Index
Overview


The mode is the number which appears most often.

Though mode had less value from a scoring perspective, it can have signficant bang for the buck on the learning end.

The solutions shown are not the only solutions (there are many).

We'll use basic array operations for this solution, for learning.

Also see suggested approach....

Manual Solutions


This is often what we will do first when using a recipe approach

These old pencil-and-paper style manual solutions are often our best friends.

Manual Solution #1
We check each group (i.e. a "run" of equal values).

If we find a larger group, we have a new mode
Given [10, 20, 20, 30]
best = []
bestCount = 0

first group (10) has count of 1
1 > 0, so we have new best
	best = [10]
	bestCount = 1

next group (20) has count of 2
2 > 1, so we have new best
	best = [20]
	bestCount = 2

next group (30) has count of 1
1 < 2, so no action
Manual Solution for Tie Case
Here we handle the case where we have a "tie". In other words, two groups have the same size.

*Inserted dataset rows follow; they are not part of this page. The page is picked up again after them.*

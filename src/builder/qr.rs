use std::ops::Deref;

use tracing::error;

use crate::common::bitstream::BitStream;
use crate::common::error::{QRError, QRResult};
use crate::common::iter::EncRegionIter;
use crate::common::mask::MaskPattern;
use crate::common::metadata::{Color, ECLevel, Version};
use crate::common::tables::{SpecTables, FORMAT_INFO_BIT_LEN, VERSION_INFO_BIT_LEN};

// Module
//------------------------------------------------------------------------------

/// Who may still write a module.
#[derive(Debug, PartialEq, Eq, Clone, Copy, Hash)]
pub enum Access {
    Writable,
    ReadOnly,
    Protected,
    ReservedFormat,
    ReservedVersion,
}

/// What a module belongs to. Alignment patterns count as finders.
#[derive(Debug, PartialEq, Eq, Clone, Copy, Hash)]
pub enum ModuleKind {
    None,
    Data,
    Format,
    Version,
    Timing,
    Dark,
    Finder,
    Separator,
}

#[derive(Debug, PartialEq, Eq, Clone, Copy)]
pub struct Module {
    pub color: Color,
    pub access: Access,
    pub kind: ModuleKind,
}

impl Module {
    pub const EMPTY: Module =
        Module { color: Color::Light, access: Access::Writable, kind: ModuleKind::None };

    pub const fn new(color: Color, access: Access, kind: ModuleKind) -> Self {
        Self { color, access, kind }
    }

    pub(crate) const fn data(color: Color) -> Self {
        Self::new(color, Access::Writable, ModuleKind::Data)
    }

    const fn func(color: Color, kind: ModuleKind) -> Self {
        Self::new(color, Access::ReadOnly, kind)
    }

    const fn format(color: Color) -> Self {
        Self::new(color, Access::ReservedFormat, ModuleKind::Format)
    }

    const fn version(color: Color) -> Self {
        Self::new(color, Access::ReservedVersion, ModuleKind::Version)
    }

    pub fn is_dark(&self) -> bool {
        self.color == Color::Dark
    }
}

impl Deref for Module {
    type Target = Color;
    fn deref(&self) -> &Self::Target {
        &self.color
    }
}

// Build stage
//------------------------------------------------------------------------------

/// Construction progress of a symbol. Each step only runs from the stage before it.
#[derive(Debug, PartialEq, Eq, Clone, Copy, PartialOrd, Ord)]
pub enum Stage {
    Empty,
    FunctionPatterns,
    Reserved,
    DataPlaced,
    VersionPlaced,
    Masked,
    FormatPlaced,
    Finalized,
}

#[derive(Debug, Clone)]
pub struct QR {
    grid: Vec<Module>,
    w: usize,
    ver: Version,
    ecl: ECLevel,
    mask: Option<MaskPattern>,
    stage: Stage,
}

// QR type for builder
//------------------------------------------------------------------------------

impl QR {
    pub fn new(ver: Version, ecl: ECLevel) -> Self {
        let w = ver.width();
        Self { grid: vec![Module::EMPTY; w * w], w, ver, ecl, mask: None, stage: Stage::Empty }
    }

    pub fn grid(&self) -> &[Module] {
        &self.grid
    }

    pub fn version(&self) -> Version {
        self.ver
    }

    pub fn width(&self) -> usize {
        self.w
    }

    pub fn ec_level(&self) -> ECLevel {
        self.ecl
    }

    pub fn mask(&self) -> Option<MaskPattern> {
        self.mask
    }

    pub fn stage(&self) -> Stage {
        self.stage
    }

    pub fn is_finalized(&self) -> bool {
        self.stage == Stage::Finalized
    }

    pub fn count_dark_modules(&self) -> usize {
        self.grid.iter().filter(|m| m.is_dark()).count()
    }

    fn expect_stage(&self, exp: Stage, msg: &'static str) -> QRResult<()> {
        if self.stage != exp {
            return Err(QRError::InvalidState(msg));
        }
        Ok(())
    }

    #[cfg(test)]
    pub fn to_debug_str(&self) -> String {
        let w = self.w as i16;
        let mut res = String::with_capacity((w * (w + 1)) as usize);
        res.push('\n');
        for i in 0..w {
            for j in 0..w {
                let m = self.get(i, j);
                let c = match m.kind {
                    ModuleKind::None => '.',
                    ModuleKind::Finder
                    | ModuleKind::Separator
                    | ModuleKind::Timing
                    | ModuleKind::Dark => m.select('F', 'f'),
                    ModuleKind::Version => m.select('V', 'v'),
                    ModuleKind::Format => m.select('M', 'm'),
                    ModuleKind::Data => m.select('D', 'd'),
                };
                res.push(c);
            }
            res.push('\n');
        }
        res
    }

    fn coord_to_index(&self, r: i16, c: i16) -> usize {
        let w = self.w as i16;
        debug_assert!(-w <= r && r < w, "row should be greater than or equal to w");
        debug_assert!(-w <= c && c < w, "column should be greater than or equal to w");

        let r = if r < 0 { r + w } else { r };
        let c = if c < 0 { c + w } else { c };
        (r as usize) * self.w + c as usize
    }

    pub fn get(&self, r: i16, c: i16) -> Module {
        self.grid[self.coord_to_index(r, c)]
    }

    pub(crate) fn get_mut(&mut self, r: i16, c: i16) -> &mut Module {
        let index = self.coord_to_index(r, c);
        &mut self.grid[index]
    }

    pub(crate) fn set(&mut self, r: i16, c: i16, module: Module) {
        *self.get_mut(r, c) = module;
    }
}


// Finder pattern
//------------------------------------------------------------------------------

impl QR {
    fn draw_finder_patterns(&mut self) {
        self.draw_finder_pattern_at(3, 3);
        self.draw_finder_pattern_at(3, -4);
        self.draw_finder_pattern_at(-4, 3);
    }

    // Draws the 7x7 finder centred at (r, c) along with its separator on the inner sides
    fn draw_finder_pattern_at(&mut self, r: i16, c: i16) {
        let (dr_left, dr_right) = if r > 0 { (-3, 4) } else { (-4, 3) };
        let (dc_top, dc_bottom) = if c > 0 { (-3, 4) } else { (-4, 3) };
        for i in dr_left..=dr_right {
            for j in dc_top..=dc_bottom {
                self.set(
                    r + i,
                    c + j,
                    match (i, j) {
                        (4 | -4, _) | (_, 4 | -4) => {
                            Module::func(Color::Light, ModuleKind::Separator)
                        }
                        (3 | -3, _) | (_, 3 | -3) => Module::func(Color::Dark, ModuleKind::Finder),
                        (2 | -2, _) | (_, 2 | -2) => {
                            Module::func(Color::Light, ModuleKind::Finder)
                        }
                        _ => Module::func(Color::Dark, ModuleKind::Finder),
                    },
                );
            }
        }
    }
}


// Timing pattern
//------------------------------------------------------------------------------

impl QR {
    fn draw_timing_pattern(&mut self) {
        let w = self.w as i16;
        let (off, last) = (6, w - 9);
        self.draw_line(off, 8, off, last);
        self.draw_line(8, off, last, off);
    }

    fn draw_line(&mut self, r1: i16, c1: i16, r2: i16, c2: i16) {
        debug_assert!(r1 == r2 || c1 == c2, "Line is neither vertical nor horizontal");

        let timing = |i: i16| {
            let clr = if i & 1 == 0 { Color::Dark } else { Color::Light };
            Module::new(clr, Access::Protected, ModuleKind::Timing)
        };
        if r1 == r2 {
            for j in c1..=c2 {
                self.set(r1, j, timing(j));
            }
        } else {
            for i in r1..=r2 {
                self.set(i, c1, timing(i));
            }
        }
    }
}

#[cfg(test)]
mod timing_pattern_tests {
    use crate::builder::{qr::Access, QR};
    use crate::common::metadata::{ECLevel, Version};

    #[test]
    fn test_timing_pattern_1() {
        let mut qr = QR::new(Version(1), ECLevel::L);
        qr.draw_timing_pattern();
        assert_eq!(
            qr.to_debug_str(),
            "\n\
             .....................\n\
             .....................\n\
             .....................\n\
             .....................\n\
             .....................\n\
             .....................\n\
             ........fFfFf........\n\
             .....................\n\
             ......f..............\n\
             ......F..............\n\
             ......f..............\n\
             ......F..............\n\
             ......f..............\n\
             .....................\n\
             .....................\n\
             .....................\n\
             .....................\n\
             .....................\n\
             .....................\n\
             .....................\n\
             .....................\n"
        );
        assert_eq!(qr.get(6, 10).access, Access::Protected);
    }
}

// Alignment pattern
//------------------------------------------------------------------------------

impl QR {
    fn draw_alignment_patterns(&mut self, tables: &SpecTables) {
        let poses = tables.alignment_pattern(self.ver);
        for &r in poses {
            for &c in poses {
                self.draw_alignment_pattern_at(r, c)
            }
        }
    }

    // Centres overlapping a finder are skipped
    fn draw_alignment_pattern_at(&mut self, r: i16, c: i16) {
        if self.get(r, c).access == Access::ReadOnly {
            return;
        }
        for i in -2..=2 {
            for j in -2..=2 {
                self.set(
                    r + i,
                    c + j,
                    match (i, j) {
                        (-2 | 2, _) | (_, -2 | 2) | (0, 0) => {
                            Module::func(Color::Dark, ModuleKind::Finder)
                        }
                        _ => Module::func(Color::Light, ModuleKind::Finder),
                    },
                )
            }
        }
    }
}


// All function patterns
//------------------------------------------------------------------------------

impl QR {
    pub fn draw_function_patterns(&mut self, tables: &SpecTables) -> QRResult<()> {
        self.expect_stage(Stage::Empty, "function patterns need an empty grid")?;

        self.draw_finder_patterns();
        self.draw_timing_pattern();
        self.draw_alignment_patterns(tables);
        self.draw_dark_module();
        self.stage = Stage::FunctionPatterns;
        Ok(())
    }

    fn draw_dark_module(&mut self) {
        let r = (*self.ver * 4 + 9) as i16;
        self.set(r, 8, Module::func(Color::Dark, ModuleKind::Dark));
    }
}


// Format & version info
//------------------------------------------------------------------------------

impl QR {
    pub fn reserve_info_areas(&mut self) -> QRResult<()> {
        self.expect_stage(Stage::FunctionPatterns, "reservation needs function patterns")?;

        self.reserve_format_area();
        if *self.ver >= 7 {
            self.reserve_version_area();
        }
        self.stage = Stage::Reserved;
        Ok(())
    }

    fn reserve_format_area(&mut self) {
        for (r, c) in FORMAT_INFO_COORDS_QR_MAIN.iter().chain(FORMAT_INFO_COORDS_QR_SIDE.iter()) {
            let m = self.get_mut(*r, *c);
            if m.access == Access::Writable {
                *m = Module::format(Color::Light);
            }
        }
    }

    fn reserve_version_area(&mut self) {
        for (r, c) in self.version_info_coords() {
            self.set(r, c, Module::version(Color::Light));
        }
    }

    /// Writes the format information of the applied mask into both copies.
    pub fn draw_format_info(&mut self, tables: &SpecTables) -> QRResult<()> {
        self.expect_stage(Stage::Masked, "format info needs a masked grid")?;
        let mask = self.mask.ok_or(QRError::InvalidState("format info needs a mask"))?;

        let format_info = tables.format_info(self.ecl, mask);
        self.draw_format_bits(format_info);
        self.stage = Stage::FormatPlaced;
        Ok(())
    }

    fn draw_format_bits(&mut self, format_info: u32) {
        self.draw_number(
            format_info,
            FORMAT_INFO_BIT_LEN,
            Module::format(Color::Light),
            Module::format(Color::Dark),
            &FORMAT_INFO_COORDS_QR_MAIN,
        );
        self.draw_number(
            format_info,
            FORMAT_INFO_BIT_LEN,
            Module::format(Color::Light),
            Module::format(Color::Dark),
            &FORMAT_INFO_COORDS_QR_SIDE,
        );
    }

    pub fn draw_version_info(&mut self, tables: &SpecTables) -> QRResult<()> {
        self.expect_stage(Stage::DataPlaced, "version info needs placed data")?;
        let ver_info =
            tables.version_info(self.ver).ok_or(QRError::InvalidState("version info below 7"))?;

        self.draw_version_bits(ver_info);
        self.stage = Stage::VersionPlaced;
        Ok(())
    }

    fn draw_version_bits(&mut self, ver_info: u32) {
        let coords = self.version_info_coords();
        for (i, pair) in coords.chunks_exact(2).enumerate() {
            let clr = Color::from((ver_info >> i) & 1 == 1);
            for (r, c) in pair {
                self.set(*r, *c, Module::version(clr));
            }
        }
    }

    // Bit i, LSB first, at (w - 11 + i % 3, i / 3) and its transpose
    fn version_info_coords(&self) -> Vec<(i16, i16)> {
        let w = self.w as i16;
        (0..VERSION_INFO_BIT_LEN as i16)
            .flat_map(|i| {
                let (a, b) = (w - 11 + i % 3, i / 3);
                [(a, b), (b, a)]
            })
            .collect()
    }

    fn draw_number(
        &mut self,
        number: u32,
        bit_len: usize,
        off_clr: Module,
        on_clr: Module,
        coords: &[(i16, i16)],
    ) {
        let mut mask = 1 << (bit_len - 1);
        for (r, c) in coords {
            if number & mask == 0 {
                self.set(*r, *c, off_clr);
            } else {
                self.set(*r, *c, on_clr);
            }
            mask >>= 1;
        }
    }
}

In this case, we append the matching group to best.
Given [10, 20]
best = []
bestCount = 0

first group (10) has count of 1
1 > 0, so we have new best
	best = [10]
	bestCount = 1

next group (20) has count of 1
1 == 1, so we have another best which we append to best
	best = [10, 20]


Unit Tests


We'll take a test first approach.

Example Tests
Just this small group of tests covers a lot of the scenarios for 'mode'.
testModeOneResult() {
	//Two "30" elements
	const unit = new Stats([40, 10, 30, 20, 30]);
	this.assertEquals([30], unit.mode());
}

testModeTwoResults() {
	//Two "10" elements, and two "30" elements
	const unit = new Stats([10, 40, 10, 30, 20, 30]);
	this.assertEquals([10, 30], unit.mode().sort());
}

testModeUniqueValues() {
	const unit = [20, 10, 30];
	//If all elements are unique (no duplicates) then result incudes all elements.
	this.assertEquals(unit.sort(), unit.mode().sort());
}

testModeEmptyCase() {
	const unit = new Stats([]);
	assertEquals(null, unit.mode());
}



Conclusions From Manual Solutions


We can see we have two cases:

If the next group is longer than "best", we have a new best
If the next group is has the same length as "best", we append that group value to best.

Recipe


Given
Our starting point (our given data).
nums -- list of numbers
Special Cases
Eliminate special cases right away. That simplifies the rest of the recipe.

If we pass this, we know nums has size >= 2.
let count = this.count()
if (count == 0) return null
if (count == 1) return this.nums
Prep
Preparing for our loop.

We sort the nums.

best (an array) is the our running result for mode which we'll return in the end.

current is the current mode we are looking at as we iterate (note that elems are sorted)
nums = this.nums
nums.sort()
len = nums.length
first = nums[0]
bestMode = []
bestCount = 0
groupMode = first
groupCount = 1
Solving
We loop starting at the second element.

We update the current mode (the one we are looking at) as we iterate.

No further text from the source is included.